TRY IT:
Lines below that include the word "next" should each be copied.

▽

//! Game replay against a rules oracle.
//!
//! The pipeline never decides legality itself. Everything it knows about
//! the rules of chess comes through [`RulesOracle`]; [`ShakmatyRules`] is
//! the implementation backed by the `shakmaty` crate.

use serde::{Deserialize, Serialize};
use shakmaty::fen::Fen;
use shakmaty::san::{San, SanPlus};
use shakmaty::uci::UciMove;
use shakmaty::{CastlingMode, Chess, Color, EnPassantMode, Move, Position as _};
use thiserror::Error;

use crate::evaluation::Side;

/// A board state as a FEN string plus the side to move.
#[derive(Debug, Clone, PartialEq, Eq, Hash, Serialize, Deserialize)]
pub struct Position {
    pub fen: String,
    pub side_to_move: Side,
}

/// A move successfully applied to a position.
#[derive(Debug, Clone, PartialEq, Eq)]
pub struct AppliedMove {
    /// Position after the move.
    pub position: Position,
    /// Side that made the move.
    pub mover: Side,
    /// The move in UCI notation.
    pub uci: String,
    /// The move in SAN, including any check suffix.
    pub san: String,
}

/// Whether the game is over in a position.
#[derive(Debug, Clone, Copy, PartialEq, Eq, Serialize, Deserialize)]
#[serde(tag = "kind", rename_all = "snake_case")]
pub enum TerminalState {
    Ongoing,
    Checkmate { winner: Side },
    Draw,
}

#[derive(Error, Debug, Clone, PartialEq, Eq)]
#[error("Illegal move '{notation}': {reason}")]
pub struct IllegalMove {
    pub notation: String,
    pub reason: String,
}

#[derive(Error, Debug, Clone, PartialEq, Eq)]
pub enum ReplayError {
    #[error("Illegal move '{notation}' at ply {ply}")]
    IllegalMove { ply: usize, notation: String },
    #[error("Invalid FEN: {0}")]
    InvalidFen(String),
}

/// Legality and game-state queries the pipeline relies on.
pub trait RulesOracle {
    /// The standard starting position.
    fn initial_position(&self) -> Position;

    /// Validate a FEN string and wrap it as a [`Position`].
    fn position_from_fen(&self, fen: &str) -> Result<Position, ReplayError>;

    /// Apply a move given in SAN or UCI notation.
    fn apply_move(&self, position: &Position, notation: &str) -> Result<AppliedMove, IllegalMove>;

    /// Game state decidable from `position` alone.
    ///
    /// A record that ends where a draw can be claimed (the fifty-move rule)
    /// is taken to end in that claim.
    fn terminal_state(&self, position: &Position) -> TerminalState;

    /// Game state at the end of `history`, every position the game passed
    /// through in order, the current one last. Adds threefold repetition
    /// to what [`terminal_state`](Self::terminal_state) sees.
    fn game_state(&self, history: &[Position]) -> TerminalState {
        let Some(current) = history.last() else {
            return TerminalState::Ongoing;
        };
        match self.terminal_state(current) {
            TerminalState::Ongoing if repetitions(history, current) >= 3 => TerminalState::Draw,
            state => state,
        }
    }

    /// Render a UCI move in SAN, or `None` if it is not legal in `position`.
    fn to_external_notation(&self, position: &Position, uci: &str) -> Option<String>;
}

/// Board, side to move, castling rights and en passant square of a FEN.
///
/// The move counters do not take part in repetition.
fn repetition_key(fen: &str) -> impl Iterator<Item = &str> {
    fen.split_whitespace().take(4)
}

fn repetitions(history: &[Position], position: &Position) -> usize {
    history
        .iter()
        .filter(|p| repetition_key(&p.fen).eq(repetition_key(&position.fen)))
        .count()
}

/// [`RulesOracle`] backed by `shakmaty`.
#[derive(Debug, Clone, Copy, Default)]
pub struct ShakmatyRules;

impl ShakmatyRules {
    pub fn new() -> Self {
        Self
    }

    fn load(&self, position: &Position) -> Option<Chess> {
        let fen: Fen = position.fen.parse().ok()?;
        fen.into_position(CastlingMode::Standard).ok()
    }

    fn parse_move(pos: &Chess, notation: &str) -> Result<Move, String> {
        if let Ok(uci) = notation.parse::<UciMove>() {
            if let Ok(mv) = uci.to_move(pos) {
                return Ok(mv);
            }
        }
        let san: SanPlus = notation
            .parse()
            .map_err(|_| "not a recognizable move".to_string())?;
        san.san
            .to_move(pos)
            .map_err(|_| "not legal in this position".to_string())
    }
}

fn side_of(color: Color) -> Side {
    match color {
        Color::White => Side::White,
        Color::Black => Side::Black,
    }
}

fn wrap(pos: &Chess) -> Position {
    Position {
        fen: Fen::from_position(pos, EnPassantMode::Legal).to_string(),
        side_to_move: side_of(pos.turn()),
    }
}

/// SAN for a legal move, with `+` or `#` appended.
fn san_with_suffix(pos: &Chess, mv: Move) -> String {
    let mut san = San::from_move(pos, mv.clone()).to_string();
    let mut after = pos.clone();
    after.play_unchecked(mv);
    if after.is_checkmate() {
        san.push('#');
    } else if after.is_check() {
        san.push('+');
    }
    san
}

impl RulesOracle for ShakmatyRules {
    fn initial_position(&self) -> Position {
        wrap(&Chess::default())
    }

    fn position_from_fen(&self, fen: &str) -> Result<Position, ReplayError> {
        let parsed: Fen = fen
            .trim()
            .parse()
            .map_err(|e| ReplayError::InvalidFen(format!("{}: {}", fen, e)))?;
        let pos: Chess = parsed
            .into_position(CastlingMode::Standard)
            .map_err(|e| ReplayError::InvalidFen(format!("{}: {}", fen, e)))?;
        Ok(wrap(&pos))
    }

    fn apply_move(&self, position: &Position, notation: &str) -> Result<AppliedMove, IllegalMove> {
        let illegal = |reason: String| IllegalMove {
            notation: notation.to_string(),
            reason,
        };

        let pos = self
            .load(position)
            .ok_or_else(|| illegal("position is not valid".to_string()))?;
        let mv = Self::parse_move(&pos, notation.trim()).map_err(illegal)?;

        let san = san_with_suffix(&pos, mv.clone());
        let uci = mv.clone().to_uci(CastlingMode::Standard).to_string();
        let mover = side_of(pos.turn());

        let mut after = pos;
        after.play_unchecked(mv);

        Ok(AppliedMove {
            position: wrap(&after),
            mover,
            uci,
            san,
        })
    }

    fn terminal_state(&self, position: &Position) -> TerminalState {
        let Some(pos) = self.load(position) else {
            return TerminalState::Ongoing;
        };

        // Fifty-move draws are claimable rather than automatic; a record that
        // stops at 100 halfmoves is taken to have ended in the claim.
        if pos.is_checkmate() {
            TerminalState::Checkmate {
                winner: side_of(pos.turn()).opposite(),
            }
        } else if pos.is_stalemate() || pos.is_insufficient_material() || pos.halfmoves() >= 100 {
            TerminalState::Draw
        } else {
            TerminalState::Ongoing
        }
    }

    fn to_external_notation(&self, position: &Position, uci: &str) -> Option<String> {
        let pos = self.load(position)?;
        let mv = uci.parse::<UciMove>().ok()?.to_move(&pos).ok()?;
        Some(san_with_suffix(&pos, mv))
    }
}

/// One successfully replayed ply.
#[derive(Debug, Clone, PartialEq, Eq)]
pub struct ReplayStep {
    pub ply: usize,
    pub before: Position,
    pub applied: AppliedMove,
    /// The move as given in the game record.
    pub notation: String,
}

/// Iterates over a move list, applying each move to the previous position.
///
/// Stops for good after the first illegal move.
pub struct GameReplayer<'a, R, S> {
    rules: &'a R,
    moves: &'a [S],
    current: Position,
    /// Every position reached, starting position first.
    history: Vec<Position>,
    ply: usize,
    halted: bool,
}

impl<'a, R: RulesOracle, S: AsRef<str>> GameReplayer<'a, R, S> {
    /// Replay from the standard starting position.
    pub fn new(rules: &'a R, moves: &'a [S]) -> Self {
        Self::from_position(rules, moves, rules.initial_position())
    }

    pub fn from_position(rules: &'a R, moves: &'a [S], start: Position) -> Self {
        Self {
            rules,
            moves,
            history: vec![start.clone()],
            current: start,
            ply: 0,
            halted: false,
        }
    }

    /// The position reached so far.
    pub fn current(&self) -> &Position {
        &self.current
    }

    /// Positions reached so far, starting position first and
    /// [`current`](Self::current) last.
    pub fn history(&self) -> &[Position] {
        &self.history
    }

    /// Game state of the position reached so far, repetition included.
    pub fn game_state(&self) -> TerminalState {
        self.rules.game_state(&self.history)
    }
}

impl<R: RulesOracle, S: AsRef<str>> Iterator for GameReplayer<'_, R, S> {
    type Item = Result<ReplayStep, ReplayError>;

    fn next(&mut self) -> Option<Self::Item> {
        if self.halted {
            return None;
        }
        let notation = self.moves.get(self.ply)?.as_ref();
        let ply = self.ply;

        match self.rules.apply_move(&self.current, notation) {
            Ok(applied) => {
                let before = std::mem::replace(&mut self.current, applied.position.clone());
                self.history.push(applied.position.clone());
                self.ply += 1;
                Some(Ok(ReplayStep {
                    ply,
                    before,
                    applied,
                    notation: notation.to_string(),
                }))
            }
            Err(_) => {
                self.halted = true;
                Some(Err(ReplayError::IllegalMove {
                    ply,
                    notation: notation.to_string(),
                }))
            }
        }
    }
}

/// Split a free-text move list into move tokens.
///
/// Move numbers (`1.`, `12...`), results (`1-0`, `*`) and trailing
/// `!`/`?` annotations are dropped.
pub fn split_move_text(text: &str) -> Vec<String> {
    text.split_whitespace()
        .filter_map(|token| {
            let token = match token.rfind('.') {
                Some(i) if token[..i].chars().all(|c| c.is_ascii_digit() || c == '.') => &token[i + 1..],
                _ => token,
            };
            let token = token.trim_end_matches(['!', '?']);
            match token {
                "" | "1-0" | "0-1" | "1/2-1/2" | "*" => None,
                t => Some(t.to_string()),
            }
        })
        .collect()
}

△
▽

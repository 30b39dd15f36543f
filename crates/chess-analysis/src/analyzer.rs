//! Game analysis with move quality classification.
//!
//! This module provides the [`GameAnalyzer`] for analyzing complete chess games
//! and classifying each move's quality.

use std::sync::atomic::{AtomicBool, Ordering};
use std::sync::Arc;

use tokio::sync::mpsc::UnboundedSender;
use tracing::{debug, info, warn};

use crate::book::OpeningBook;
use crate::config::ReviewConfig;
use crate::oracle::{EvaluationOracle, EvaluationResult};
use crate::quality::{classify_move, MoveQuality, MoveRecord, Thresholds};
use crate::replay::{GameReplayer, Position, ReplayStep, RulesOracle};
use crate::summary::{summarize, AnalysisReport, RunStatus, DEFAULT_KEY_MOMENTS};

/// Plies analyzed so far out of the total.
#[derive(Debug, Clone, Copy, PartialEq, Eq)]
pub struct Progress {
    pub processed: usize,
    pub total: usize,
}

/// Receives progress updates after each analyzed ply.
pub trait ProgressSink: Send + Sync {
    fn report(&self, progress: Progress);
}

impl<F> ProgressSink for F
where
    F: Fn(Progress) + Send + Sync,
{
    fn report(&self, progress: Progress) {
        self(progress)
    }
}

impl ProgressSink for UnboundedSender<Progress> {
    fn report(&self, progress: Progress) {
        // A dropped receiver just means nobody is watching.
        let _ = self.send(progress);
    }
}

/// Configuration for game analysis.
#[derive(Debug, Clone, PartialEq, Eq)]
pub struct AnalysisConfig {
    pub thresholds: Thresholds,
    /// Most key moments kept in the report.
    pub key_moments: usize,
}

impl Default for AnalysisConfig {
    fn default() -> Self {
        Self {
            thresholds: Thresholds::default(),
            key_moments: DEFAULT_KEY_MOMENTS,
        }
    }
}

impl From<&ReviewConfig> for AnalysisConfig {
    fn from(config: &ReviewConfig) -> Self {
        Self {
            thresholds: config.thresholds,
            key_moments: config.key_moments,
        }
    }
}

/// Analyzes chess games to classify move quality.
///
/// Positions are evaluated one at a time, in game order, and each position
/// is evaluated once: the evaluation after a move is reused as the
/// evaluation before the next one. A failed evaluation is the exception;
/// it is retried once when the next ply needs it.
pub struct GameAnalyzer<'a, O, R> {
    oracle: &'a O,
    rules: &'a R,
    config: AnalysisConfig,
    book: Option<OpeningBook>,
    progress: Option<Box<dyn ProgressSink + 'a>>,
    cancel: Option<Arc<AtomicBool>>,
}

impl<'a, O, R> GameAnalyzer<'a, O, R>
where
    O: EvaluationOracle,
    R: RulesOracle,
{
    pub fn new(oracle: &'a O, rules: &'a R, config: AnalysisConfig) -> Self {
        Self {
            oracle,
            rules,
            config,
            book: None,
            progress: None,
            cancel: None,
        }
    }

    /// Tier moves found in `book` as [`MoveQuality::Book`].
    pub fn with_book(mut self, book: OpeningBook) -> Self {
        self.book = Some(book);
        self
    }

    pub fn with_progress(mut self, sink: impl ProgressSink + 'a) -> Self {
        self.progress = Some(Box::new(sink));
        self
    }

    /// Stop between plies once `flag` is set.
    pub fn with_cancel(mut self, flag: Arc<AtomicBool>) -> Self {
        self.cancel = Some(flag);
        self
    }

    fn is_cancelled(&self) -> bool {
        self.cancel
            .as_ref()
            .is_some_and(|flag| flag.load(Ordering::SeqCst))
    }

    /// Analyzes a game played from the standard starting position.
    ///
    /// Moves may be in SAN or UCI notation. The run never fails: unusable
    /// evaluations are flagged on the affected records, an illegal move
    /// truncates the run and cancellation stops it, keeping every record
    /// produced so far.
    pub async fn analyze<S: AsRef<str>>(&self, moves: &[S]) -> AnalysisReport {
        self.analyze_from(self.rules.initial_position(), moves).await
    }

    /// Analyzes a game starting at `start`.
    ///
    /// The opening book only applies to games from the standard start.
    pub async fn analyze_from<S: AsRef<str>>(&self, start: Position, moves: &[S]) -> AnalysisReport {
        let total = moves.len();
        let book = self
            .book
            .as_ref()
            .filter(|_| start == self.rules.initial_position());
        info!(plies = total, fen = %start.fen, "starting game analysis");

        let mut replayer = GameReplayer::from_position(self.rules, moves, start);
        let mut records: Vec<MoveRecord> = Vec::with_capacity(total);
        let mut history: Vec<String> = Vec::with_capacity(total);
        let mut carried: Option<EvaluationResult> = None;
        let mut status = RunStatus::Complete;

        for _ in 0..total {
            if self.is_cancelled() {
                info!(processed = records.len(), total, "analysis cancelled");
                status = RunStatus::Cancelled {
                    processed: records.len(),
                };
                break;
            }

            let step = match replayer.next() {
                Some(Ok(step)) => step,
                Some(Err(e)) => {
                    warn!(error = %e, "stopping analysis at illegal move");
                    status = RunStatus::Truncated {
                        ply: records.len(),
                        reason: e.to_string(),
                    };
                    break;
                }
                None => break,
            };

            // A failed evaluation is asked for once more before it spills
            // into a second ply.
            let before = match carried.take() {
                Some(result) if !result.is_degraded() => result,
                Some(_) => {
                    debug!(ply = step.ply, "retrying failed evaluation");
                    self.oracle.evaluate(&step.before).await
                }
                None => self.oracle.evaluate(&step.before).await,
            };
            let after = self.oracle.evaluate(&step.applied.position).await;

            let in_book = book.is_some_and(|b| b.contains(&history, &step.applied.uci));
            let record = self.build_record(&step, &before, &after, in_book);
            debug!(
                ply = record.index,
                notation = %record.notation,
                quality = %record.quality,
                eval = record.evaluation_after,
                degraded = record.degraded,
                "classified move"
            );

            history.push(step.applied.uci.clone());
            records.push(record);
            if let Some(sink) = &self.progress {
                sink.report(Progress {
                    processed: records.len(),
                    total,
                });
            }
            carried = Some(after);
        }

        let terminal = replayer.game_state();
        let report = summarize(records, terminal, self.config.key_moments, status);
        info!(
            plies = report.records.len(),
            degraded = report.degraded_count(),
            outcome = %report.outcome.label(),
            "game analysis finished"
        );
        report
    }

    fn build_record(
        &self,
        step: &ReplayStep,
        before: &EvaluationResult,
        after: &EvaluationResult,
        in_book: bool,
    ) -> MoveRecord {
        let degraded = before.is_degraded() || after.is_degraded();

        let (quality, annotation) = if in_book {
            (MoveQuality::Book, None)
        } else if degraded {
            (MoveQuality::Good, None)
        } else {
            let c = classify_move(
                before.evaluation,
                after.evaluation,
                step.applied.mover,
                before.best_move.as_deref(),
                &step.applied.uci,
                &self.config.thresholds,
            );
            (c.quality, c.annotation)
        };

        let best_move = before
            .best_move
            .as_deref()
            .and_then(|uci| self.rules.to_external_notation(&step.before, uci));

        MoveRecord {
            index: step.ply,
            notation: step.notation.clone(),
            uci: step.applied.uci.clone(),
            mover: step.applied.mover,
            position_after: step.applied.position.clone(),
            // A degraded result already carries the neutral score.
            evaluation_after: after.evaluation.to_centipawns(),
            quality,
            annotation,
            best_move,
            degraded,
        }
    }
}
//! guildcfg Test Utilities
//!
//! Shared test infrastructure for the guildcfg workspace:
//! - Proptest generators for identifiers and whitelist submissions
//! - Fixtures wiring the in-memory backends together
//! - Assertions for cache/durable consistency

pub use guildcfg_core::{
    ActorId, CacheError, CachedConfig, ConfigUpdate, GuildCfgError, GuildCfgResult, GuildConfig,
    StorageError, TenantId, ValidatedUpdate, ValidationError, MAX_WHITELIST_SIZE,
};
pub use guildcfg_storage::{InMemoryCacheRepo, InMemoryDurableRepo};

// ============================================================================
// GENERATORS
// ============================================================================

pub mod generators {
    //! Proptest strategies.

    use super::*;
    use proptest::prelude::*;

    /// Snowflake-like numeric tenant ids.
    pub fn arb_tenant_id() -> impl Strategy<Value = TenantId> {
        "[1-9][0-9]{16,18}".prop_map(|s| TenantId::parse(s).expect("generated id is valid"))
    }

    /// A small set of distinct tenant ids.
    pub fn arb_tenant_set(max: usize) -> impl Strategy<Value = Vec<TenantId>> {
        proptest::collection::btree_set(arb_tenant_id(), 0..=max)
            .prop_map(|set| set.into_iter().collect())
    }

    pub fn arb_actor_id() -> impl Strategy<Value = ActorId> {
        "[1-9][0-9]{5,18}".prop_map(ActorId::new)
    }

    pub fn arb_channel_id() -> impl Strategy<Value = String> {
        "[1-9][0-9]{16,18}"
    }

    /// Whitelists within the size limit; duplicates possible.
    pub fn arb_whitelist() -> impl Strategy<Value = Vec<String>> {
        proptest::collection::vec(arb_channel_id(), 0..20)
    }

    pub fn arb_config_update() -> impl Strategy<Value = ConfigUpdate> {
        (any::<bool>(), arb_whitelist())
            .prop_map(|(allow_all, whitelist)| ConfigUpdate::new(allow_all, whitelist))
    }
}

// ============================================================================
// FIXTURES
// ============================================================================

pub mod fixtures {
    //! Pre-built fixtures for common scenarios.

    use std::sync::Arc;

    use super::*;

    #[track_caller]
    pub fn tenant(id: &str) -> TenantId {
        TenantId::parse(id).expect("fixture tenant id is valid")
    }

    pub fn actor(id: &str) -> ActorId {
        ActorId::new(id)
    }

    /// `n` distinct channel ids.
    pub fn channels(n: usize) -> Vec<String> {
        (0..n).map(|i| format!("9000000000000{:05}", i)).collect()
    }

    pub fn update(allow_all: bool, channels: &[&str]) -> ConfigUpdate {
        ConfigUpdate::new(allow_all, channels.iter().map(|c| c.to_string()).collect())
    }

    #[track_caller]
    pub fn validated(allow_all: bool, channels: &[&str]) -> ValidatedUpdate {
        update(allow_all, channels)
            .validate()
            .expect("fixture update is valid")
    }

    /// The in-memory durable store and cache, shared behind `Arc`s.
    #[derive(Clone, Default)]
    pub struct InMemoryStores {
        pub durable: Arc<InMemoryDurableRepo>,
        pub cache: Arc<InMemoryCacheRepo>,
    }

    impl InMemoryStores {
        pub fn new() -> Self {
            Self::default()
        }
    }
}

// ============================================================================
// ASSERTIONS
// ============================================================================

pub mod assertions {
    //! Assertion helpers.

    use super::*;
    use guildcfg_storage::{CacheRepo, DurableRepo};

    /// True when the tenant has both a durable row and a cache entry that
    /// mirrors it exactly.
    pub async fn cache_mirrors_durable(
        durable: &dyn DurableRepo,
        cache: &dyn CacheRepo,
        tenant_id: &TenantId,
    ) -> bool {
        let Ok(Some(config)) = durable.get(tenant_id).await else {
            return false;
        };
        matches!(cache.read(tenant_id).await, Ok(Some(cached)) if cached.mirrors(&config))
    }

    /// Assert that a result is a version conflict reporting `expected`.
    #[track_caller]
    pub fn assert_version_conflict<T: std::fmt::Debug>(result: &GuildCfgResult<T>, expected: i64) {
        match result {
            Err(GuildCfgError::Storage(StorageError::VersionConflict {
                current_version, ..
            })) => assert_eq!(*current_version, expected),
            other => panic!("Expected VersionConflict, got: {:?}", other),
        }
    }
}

△

TASK OUTPUT:
    fn next(&mut self) -> Option<Self::Item> {
/// evaluation before the next one. A failed evaluation is the exception;
/// it is retried once when the next ply needs it.
            let step = match replayer.next() {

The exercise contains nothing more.